Inferential statistics is the process of using data to draw conclusions about the population from which the data were collected. It is used to make decisions about the population based on the sample data. The most common methods of inferential statistics are the t-test, the chi-square test, and the ANOVA.

1.2.1 Deduction vs. Induction

  • Deduction (e.g., syllogism) is making an inference based on widely-accepted facts or premises.
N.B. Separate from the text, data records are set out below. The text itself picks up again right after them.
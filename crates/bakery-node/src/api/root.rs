//! Root endpoint.

use axum::Json;
use bakery_core::message::RUNNING_MESSAGE;
use serde::Serialize;

#[derive(Debug, Serialize)]
pub struct RootResponse {
    pub message: String,
}

pub async fn root() -> Json<RootResponse> {
    Json(RootResponse {
        message: RUNNING_MESSAGE.to_string(),
    })
}
//! HTTP handlers.

pub mod check;
pub mod error;
pub mod health;
pub mod root;

pub use error::ApiError;
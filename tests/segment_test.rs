//! Integration tests for segmentation, orientation and compositing.

use fieldpdf::compose::{CompositorSettings, PageFormat};
use fieldpdf::model::NodeKind;
use fieldpdf::{
    build_segments, has_table_segments, infer_orientation, Compositor, DraftRasterizer, Node,
    Orientation, Page, Segment,
};

fn table(columns: usize, rows: usize) -> Node {
    let header: Vec<String> = (0..columns).map(|c| format!("Col {}", c)).collect();
    let body: Vec<Vec<String>> = (0..rows)
        .map(|r| (0..columns).map(|c| format!("{}-{}", r, c)).collect())
        .collect();
    Node::table_from_rows(header, body)
}

fn texts(segment: &Segment<'_>) -> Vec<String> {
    match segment {
        Segment::Image { nodes } => nodes.iter().map(|n| n.text_content()).collect(),
        Segment::Table { .. } => vec!["<table>".to_string()],
    }
}

#[test]
fn test_order_preserved() {
    let root = Node::block()
        .with_child(Node::text("a"))
        .with_child(table(2, 1))
        .with_child(Node::text("b"))
        .with_child(Node::text("c"))
        .with_child(table(2, 1))
        .with_child(Node::text("d"));

    let flattened: Vec<String> = build_segments(&root, "no-print").iter().flat_map(texts).collect();
    assert_eq!(flattened, vec!["a", "<table>", "b", "c", "<table>", "d"]);
}

#[test]
fn test_consecutive_siblings_coalesce() {
    let root = Node::block()
        .with_child(Node::text("uno"))
        .with_child(Node::text("dos"))
        .with_child(table(2, 1));
    let segments = build_segments(&root, "no-print");
    assert_eq!(segments.len(), 2);
    assert_eq!(texts(&segments[0]), vec!["uno", "dos"]);
}

#[test]
fn test_paragraph_table_paragraph() {
    let root = Node::block()
        .with_child(Node::text("Resumen"))
        .with_child(table(3, 2))
        .with_child(Node::text("Observaciones finales"));

    let segments = build_segments(&root, "no-print");
    assert_eq!(segments.len(), 3);
    assert!(matches!(segments[0], Segment::Image { .. }));
    match &segments[1] {
        Segment::Table { caption, .. } => assert_eq!(caption.as_deref(), Some("Resumen")),
        other => panic!("expected table, got {}", other),
    }
    assert!(matches!(segments[2], Segment::Image { .. }));
    assert_eq!(infer_orientation(&root, "no-print", 10), Orientation::Portrait);
}

#[test]
fn test_orientation_scans_nested_tables() {
    let root = Node::block().with_child(Node::block().with_child(table(12, 1)));
    assert_eq!(infer_orientation(&root, "no-print", 10), Orientation::Landscape);
    assert_eq!(infer_orientation(&root, "no-print", 13), Orientation::Portrait);
}

#[test]
fn test_page_snapshot_from_json() {
    let json = r#"{
        "title": "Parte diario",
        "body": {
            "kind": "block",
            "children": [
                { "kind": "block", "id": "report", "children": [
                    { "kind": "heading", "text": "Resumen" },
                    { "kind": "table", "children": [
                        { "kind": "thead", "children": [
                            { "kind": "tr", "children": [
                                { "kind": "th", "text": "A" },
                                { "kind": "th", "text": "B" },
                                { "kind": "th", "text": "Acciones", "classes": ["no-print"] }
                            ]}
                        ]},
                        { "kind": "tbody", "children": [
                            { "kind": "tr", "children": [
                                { "kind": "td", "text": "1" },
                                { "kind": "td", "text": "2" }
                            ]}
                        ]}
                    ]}
                ]}
            ]
        }
    }"#;
    let page = Page::from_json(json).unwrap();
    let root = page.find_by_id("report").unwrap();
    let segments = build_segments(root, "no-print");
    assert!(has_table_segments(&segments));
    assert_eq!(segments.len(), 2);

    match &segments[1] {
        Segment::Table { source, caption } => {
            assert_eq!(source.kind, NodeKind::Table);
            assert_eq!(caption.as_deref(), Some("Resumen"));
            let grid = fieldpdf::model::extract_table_grid(source, "no-print");
            assert_eq!(grid.head, vec![vec!["A".to_string(), "B".to_string()]]);
        }
        other => panic!("expected table, got {}", other),
    }
}

#[tokio::test]
async fn test_long_table_spans_pages() {
    let root = Node::block()
        .with_child(Node::text("Registro horario"))
        .with_child(table(4, 150));
    let segments = build_segments(&root, "no-print");

    let rasterizer = DraftRasterizer::new();
    let format = PageFormat::a4(Orientation::Portrait, 10.0);
    let mut compositor = Compositor::new(format, &rasterizer, CompositorSettings::default());
    for segment in segments {
        compositor.composite(segment).await.unwrap();
        assert!(compositor.cursor() <= format.bottom());
    }
    assert!(compositor.page_count() > 1);

    let pdf = lopdf::Document::load_mem(&compositor.finish().unwrap()).unwrap();
    assert!(pdf.get_pages().len() > 1);
}
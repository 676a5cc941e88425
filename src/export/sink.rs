//! Local delivery of finished documents and user-facing alerts.

use crate::error::Result;
use std::path::{Path, PathBuf};

/// Receives a finished document (the browser download in the web client).
pub trait DownloadSink: Send + Sync {
    /// Store `bytes` under `filename`; returns where it went.
    fn save(&self, filename: &str, bytes: &[u8]) -> Result<PathBuf>;
}

/// Writes documents into a directory.
#[derive(Debug, Clone)]
pub struct DirectorySink {
    dir: PathBuf,
}

impl DirectorySink {
    /// Create a sink writing into `dir` (created on first save).
    pub fn new(dir: impl Into<PathBuf>) -> Self {
        Self { dir: dir.into() }
    }

    /// Target directory.
    pub fn dir(&self) -> &Path {
        &self.dir
    }
}

impl DownloadSink for DirectorySink {
    fn save(&self, filename: &str, bytes: &[u8]) -> Result<PathBuf> {
        std::fs::create_dir_all(&self.dir)?;
        // Keep only the final component so a filename cannot escape the directory
        let name = Path::new(filename)
            .file_name()
            .map(|n| n.to_os_string())
            .unwrap_or_else(|| "documento.pdf".into());
        let path = self.dir.join(name);
        std::fs::write(&path, bytes)?;
        log::info!("saved {} ({} bytes)", path.display(), bytes.len());
        Ok(path)
    }
}

/// Shows blocking alerts for fatal export failures.
pub trait Notifier: Send + Sync {
    /// Alert the user.
    fn alert(&self, message: &str);
}

/// [`Notifier`] that writes alerts to the log.
#[derive(Debug, Clone, Copy, Default)]
pub struct LogNotifier;

impl Notifier for LogNotifier {
    fn alert(&self, message: &str) {
        log::error!("{}", message);
    }
}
For instance, if I know that all objects will fall to the ground, then I infer that the apple will also fall to the ground.
  • Induction (e.g., generalization) is making an inference based on observation, often of a sample. For example, if I observe an apple is red, and then I observe another apple, and another is red, I might infer that the apple is red. Inference induces a certain level of confidence that we can draw conclusions based on the sample data. However, unlike syllogism, we cannot attest to the conclusion by merely observing or by using statistical inference. But why it still matters if we cannot prove anything? Well, we can use statistical inference to develop a weight of evidence that reduces the uncertainty of a conclusion. Making estimates and/or inferences about a population from a sample of data with some degree of confidence is the aim of statistical inference.

1.2.2 Parametric vs. Nonparametric

Parametric statistics is a type of inferential statistics that assumes the data is normally distributed. The most common parametric statistics are the t-test, the chi-square test, and the ANOVA. Nonparametric statistics is a type of inferential statistics that does not assume the data is normally distributed. The most common nonparametric statistics are the Mann-Whitney U test, the Kruskal-Wallis test, and the Friedman test.

1.2.3 Linear vs. Nonlinear

Linear statistics is a type of inferential statistics that assumes the relationship between the predictor and the response variable is linear. The most common linear statistics are the t-test, the chi-square test, and the ANOVA. Nonlinear statistics is a type of inferential statistics that does not assume the relationship between the predictor and the response variable is linear. The most common nonlinear statistics are the Mann-Whitney U test, the Kruskal-Wallis test, and the Friedman test.

1.2.3.1 Independent variables

Independent variables are the variables that are manipulated by the researcher. They are also called the predictor variables or the explanatory variables. The independent variables are the variables that are used to predict the dependent variable.

1.2.3.2 Dependent variables

Dependent variables are the variables that are measured by the researcher. They are also called the response variables or the outcome variables. The dependent variables are the variables that are predicted by the independent variables.

1.2.3.3 General linear model (GLM)

The general linear model (GLM) is a statistical model that is used to describe the relationship between a dependent variable and one or more independent variables. The dependent variable is assumed to be a linear combination of the independent variables and a set of random error terms. The independent variables can be continuous or categorical. The GLM is a generalization of the linear regression model. The GLM is used to model the relationship between a continuous dependent variable and one or more independent variables. The GLM is also used to model the relationship between a binary dependent variable and one or more independent variables.